Re: [Rdkit-discuss] topological fingerprints
Open-Source Cheminformatics and Machine Learning
Brought to you by:
glandrum
From: Greg L. <gre...@gm...> - 2010-12-28 05:24:14
|
Dear TJ, On Mon, Dec 27, 2010 at 11:41 PM, TJ O'Donnell <tj...@ac...> wrote: > I was surprised that, using topological fingerprints, the tanimoto > similarity between benzene and toluene is 0.32 > Examining the fp bits, I can see why. But I don't understand why so > many paths are repeated for toluene. > To my way of thinking, paths that trace the same types of atoms should > not be considered different, and therefore > set new bits. Am I missing something?
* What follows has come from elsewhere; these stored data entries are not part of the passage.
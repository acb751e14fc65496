//! `docrepo-core` — storage-agnostic building blocks for the document repositories.
//!
//! This crate performs **no I/O**: identities, references, entity declarations,
//! structural validation, pagination math, the error taxonomy and the
//! storage/domain format translator all live here as plain functions over data.

pub mod entity;
pub mod error;
pub mod id;
pub mod query;
pub mod reference;
pub mod schema;
pub mod translate;

pub use entity::{DeletePolicy, Entity, EntitySchema, ReferenceField};
pub use error::{ErrorKind, RepoError, RepoResult, StoreError};
pub use id::{EntityId, IdParseError};
pub use query::{DEFAULT_ITEMS_PER_PAGE, Page, PageOutOfRange, QueryResult};
pub use reference::{Identified, Reference, ReferenceShapeError};
pub use schema::{FieldKind, FieldSpec, SchemaError, ValidationMode, Violation};
pub use translate::{DEFAULT_VERSION_KEY, FormatError, FormatTranslator, IdFallback};

/// Re-exported so entity crates and callers use the same BSON version.
pub use bson;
Maybe one point: using the default arguments to RDKFingerprint, each path (really each subgraph since they can be branched) sets multiple bits. This is controlled by the nBitsPerHash argument to RDKFingerprint. Here's a demonstration: In [10]: bz = Chem.MolFromSmiles('c1ccccc1') In [11]: tl = Chem.MolFromSmiles('Cc1ccccc1') In [12]: fp1 = Chem.RDKFingerprint(bz,nBitsPerHash=1) In [13]: fp2 = Chem.RDKFingerprint(tl,nBitsPerHash=1) In [14]: fp1.GetNumOnBits() Out[14]: 6 In [15]: fp2.GetNumOnBits() Out[15]: 19 In [16]: iBits=fp1&fp2 In [17]: iBits.GetNumOnBits() Out[17]: 6 In [18]: fp12 = Chem.RDKFingerprint(bz,nBitsPerHash=2) In [19]: fp22 = Chem.RDKFingerprint(tl,nBitsPerHash=2) In [20]: fp12.GetNumOnBits() Out[20]: 12 In [21]: fp22.GetNumOnBits() Out[21]: 38 In [22]: iBits=fp12&fp22 In [23]: iBits.GetNumOnBits() Out[23]: 12 The default is to set 4 bits per subgraph: In [36]: fp14 = Chem.RDKFingerprint(bz) In [37]: fp14.GetNumOnBits() Out[37]: 24 In [38]: fp24 = Chem.RDKFingerprint(tl) In [39]: fp24.GetNumOnBits() Out[39]: 75 That last value is 75 instead of 76 because of a bit collision. In some other validation work I've done recently, it's become pretty clear that the default value for nBitsPerHash is too high: the bit densities for drug-like molecules get really high, which leads to a general increase in calculated similarities and too many molecules that have high calculated similarities but that don't look much alike (due to bit collisions). I've already changed the default value in the database cartridge to 2 bits per hash instead of 4 and am considering doing this from python as well, I'll cover that in a separate post (thanks for the reminder that I should bring it up). Best Regards, -greg |